▸ What to do:
Only these lines of the data below are wanted: the one with "filename src/tables.rs", the one with "pub fn parse(toml_str: &str)", and any lines between them, each repeated exactly.

▸ Exercise data:
*** Block opens ***

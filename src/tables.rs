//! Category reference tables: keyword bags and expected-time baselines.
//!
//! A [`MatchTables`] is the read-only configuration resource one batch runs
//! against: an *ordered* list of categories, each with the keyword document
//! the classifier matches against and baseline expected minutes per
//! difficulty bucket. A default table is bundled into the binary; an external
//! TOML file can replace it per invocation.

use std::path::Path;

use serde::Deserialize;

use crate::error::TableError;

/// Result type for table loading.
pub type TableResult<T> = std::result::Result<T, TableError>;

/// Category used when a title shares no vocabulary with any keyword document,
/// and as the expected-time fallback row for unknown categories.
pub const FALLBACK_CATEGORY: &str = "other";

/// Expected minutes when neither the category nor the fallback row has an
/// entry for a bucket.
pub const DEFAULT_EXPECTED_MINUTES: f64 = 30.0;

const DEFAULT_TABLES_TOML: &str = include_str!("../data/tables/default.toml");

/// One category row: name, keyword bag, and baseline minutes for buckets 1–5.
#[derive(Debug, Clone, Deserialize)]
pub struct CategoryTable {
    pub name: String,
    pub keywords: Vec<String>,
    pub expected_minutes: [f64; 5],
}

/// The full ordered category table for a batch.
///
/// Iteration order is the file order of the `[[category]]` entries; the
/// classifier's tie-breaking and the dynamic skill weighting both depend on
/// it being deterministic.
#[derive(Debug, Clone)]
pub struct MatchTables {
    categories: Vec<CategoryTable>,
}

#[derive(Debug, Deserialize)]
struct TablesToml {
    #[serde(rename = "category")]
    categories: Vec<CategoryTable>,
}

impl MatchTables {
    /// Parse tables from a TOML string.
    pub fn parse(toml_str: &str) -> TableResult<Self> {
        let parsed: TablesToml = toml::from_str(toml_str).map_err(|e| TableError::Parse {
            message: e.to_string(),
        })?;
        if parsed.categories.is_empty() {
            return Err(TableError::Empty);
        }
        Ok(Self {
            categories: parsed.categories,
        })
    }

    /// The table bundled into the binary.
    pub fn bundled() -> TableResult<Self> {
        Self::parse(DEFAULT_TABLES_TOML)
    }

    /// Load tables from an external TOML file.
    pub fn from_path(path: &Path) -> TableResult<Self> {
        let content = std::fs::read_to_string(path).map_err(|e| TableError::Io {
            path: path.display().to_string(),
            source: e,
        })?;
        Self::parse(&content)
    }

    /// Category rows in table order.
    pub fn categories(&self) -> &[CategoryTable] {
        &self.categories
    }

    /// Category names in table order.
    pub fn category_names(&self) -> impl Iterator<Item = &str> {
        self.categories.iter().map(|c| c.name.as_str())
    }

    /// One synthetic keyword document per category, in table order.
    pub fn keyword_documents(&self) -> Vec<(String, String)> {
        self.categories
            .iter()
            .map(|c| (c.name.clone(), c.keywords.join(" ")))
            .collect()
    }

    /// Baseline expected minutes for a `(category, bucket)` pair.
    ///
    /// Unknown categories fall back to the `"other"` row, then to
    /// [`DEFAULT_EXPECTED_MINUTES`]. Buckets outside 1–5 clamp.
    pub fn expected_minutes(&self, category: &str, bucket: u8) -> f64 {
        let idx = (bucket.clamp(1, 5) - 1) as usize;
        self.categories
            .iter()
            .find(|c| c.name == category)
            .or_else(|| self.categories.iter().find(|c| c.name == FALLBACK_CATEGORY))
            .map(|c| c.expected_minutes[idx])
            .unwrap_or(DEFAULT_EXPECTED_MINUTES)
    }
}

*** Block closes ***
*** Block opens ***

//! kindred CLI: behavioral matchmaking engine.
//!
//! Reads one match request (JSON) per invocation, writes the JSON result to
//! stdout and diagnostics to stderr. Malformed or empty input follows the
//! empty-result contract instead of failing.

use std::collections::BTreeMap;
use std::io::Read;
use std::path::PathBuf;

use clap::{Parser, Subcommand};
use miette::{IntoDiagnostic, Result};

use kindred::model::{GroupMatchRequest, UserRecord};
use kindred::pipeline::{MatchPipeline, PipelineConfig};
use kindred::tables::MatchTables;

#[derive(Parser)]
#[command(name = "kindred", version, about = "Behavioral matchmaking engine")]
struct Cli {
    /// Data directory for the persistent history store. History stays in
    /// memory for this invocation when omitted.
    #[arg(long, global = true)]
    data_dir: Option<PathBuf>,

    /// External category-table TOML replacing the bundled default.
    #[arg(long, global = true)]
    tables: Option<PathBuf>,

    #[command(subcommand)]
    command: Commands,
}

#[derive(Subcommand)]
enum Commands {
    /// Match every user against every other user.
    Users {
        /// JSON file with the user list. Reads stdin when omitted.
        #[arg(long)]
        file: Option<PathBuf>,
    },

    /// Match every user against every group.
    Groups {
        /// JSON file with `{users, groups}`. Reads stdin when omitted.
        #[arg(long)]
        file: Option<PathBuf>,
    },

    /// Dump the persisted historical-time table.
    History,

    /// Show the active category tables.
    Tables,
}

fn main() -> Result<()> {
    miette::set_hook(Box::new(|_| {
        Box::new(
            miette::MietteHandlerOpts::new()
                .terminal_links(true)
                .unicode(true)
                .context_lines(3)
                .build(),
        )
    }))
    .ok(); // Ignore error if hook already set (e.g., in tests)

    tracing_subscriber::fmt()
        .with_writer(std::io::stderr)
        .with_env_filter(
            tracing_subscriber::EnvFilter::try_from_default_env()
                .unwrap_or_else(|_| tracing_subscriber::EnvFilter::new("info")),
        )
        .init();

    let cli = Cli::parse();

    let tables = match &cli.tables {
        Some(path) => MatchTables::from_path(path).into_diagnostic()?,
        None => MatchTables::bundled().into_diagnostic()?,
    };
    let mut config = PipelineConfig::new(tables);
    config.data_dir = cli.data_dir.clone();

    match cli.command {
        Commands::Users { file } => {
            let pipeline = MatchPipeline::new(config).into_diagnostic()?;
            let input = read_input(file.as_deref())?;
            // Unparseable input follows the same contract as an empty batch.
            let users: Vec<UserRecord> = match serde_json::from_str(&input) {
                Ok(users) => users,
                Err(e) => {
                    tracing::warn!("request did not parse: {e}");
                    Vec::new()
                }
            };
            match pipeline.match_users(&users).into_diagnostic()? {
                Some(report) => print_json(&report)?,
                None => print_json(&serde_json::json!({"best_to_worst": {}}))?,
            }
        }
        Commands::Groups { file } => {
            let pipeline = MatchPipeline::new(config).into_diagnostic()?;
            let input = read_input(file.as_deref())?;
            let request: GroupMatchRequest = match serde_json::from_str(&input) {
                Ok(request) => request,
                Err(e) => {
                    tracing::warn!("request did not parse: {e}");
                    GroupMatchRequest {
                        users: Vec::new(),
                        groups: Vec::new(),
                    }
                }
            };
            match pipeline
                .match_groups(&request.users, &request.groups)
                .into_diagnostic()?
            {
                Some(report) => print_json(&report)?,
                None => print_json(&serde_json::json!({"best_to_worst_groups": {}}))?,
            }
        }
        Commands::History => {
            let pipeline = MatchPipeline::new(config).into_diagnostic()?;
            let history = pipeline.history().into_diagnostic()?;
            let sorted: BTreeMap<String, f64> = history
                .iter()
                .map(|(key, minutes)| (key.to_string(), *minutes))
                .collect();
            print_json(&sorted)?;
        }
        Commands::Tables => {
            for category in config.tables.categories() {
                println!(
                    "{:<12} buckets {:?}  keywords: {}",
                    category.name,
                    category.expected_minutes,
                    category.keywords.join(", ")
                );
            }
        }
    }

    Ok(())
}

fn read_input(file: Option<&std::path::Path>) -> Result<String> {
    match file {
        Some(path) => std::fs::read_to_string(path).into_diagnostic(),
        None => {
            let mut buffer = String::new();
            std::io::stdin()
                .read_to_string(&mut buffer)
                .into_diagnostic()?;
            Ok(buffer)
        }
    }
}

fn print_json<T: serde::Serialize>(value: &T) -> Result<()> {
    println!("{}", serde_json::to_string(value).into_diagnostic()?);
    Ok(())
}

*** Block closes ***
*** Block opens ***

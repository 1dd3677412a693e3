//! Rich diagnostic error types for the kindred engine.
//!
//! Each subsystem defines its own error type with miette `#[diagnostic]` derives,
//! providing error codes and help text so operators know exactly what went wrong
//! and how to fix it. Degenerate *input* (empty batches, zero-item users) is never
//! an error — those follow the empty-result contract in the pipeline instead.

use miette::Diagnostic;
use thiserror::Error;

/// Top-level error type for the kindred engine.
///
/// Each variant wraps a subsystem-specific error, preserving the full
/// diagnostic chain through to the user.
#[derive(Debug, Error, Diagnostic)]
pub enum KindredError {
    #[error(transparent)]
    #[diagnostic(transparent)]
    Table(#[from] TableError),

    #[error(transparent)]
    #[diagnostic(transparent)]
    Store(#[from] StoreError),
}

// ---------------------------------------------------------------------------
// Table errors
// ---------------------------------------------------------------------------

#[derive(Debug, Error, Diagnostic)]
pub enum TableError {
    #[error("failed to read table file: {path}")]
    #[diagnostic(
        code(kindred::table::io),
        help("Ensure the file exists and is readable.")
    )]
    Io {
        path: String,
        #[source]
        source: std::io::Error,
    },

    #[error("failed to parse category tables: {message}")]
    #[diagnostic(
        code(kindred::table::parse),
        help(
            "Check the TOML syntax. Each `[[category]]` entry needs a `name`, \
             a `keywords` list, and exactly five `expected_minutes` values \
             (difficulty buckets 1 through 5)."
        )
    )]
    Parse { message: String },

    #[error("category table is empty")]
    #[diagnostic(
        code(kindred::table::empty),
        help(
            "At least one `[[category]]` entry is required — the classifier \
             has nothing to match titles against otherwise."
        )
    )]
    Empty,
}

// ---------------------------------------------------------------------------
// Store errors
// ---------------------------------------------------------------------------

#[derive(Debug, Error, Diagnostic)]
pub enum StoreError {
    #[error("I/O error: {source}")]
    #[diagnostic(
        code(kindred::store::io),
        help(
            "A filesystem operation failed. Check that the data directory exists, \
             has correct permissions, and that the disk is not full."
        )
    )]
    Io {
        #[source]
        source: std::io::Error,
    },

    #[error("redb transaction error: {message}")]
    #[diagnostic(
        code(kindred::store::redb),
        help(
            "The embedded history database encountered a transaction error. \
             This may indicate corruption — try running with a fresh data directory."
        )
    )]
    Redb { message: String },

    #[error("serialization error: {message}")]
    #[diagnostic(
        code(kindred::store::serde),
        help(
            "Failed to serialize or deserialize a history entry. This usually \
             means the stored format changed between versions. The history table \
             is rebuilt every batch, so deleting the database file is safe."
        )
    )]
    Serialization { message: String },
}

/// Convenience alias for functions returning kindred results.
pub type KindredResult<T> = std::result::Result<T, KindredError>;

*** Block closes ***

▸ Written response:
filename src/tables.rs
//! Category reference tables: keyword bags and expected-time baselines.
//!
//! A [`MatchTables`] is the read-only configuration resource one batch runs
//! against: an *ordered* list of categories, each with the keyword document
//! the classifier matches against and baseline expected minutes per
//! difficulty bucket. A default table is bundled into the binary; an external
//! TOML file can replace it per invocation.

use std::path::Path;

use serde::Deserialize;

use crate::error::TableError;

/// Result type for table loading.
pub type TableResult<T> = std::result::Result<T, TableError>;

/// Category used when a title shares no vocabulary with any keyword document,
/// and as the expected-time fallback row for unknown categories.
pub const FALLBACK_CATEGORY: &str = "other";

/// Expected minutes when neither the category nor the fallback row has an
/// entry for a bucket.
pub const DEFAULT_EXPECTED_MINUTES: f64 = 30.0;

const DEFAULT_TABLES_TOML: &str = include_str!("../data/tables/default.toml");

/// One category row: name, keyword bag, and baseline minutes for buckets 1–5.
#[derive(Debug, Clone, Deserialize)]
pub struct CategoryTable {
    pub name: String,
    pub keywords: Vec<String>,
    pub expected_minutes: [f64; 5],
}

/// The full ordered category table for a batch.
///
/// Iteration order is the file order of the `[[category]]` entries; the
/// classifier's tie-breaking and the dynamic skill weighting both depend on
/// it being deterministic.
#[derive(Debug, Clone)]
pub struct MatchTables {
    categories: Vec<CategoryTable>,
}

#[derive(Debug, Deserialize)]
struct TablesToml {
    #[serde(rename = "category")]
    categories: Vec<CategoryTable>,
}

impl MatchTables {
    /// Parse tables from a TOML string.
    pub fn parse(toml_str: &str) -> TableResult<Self> {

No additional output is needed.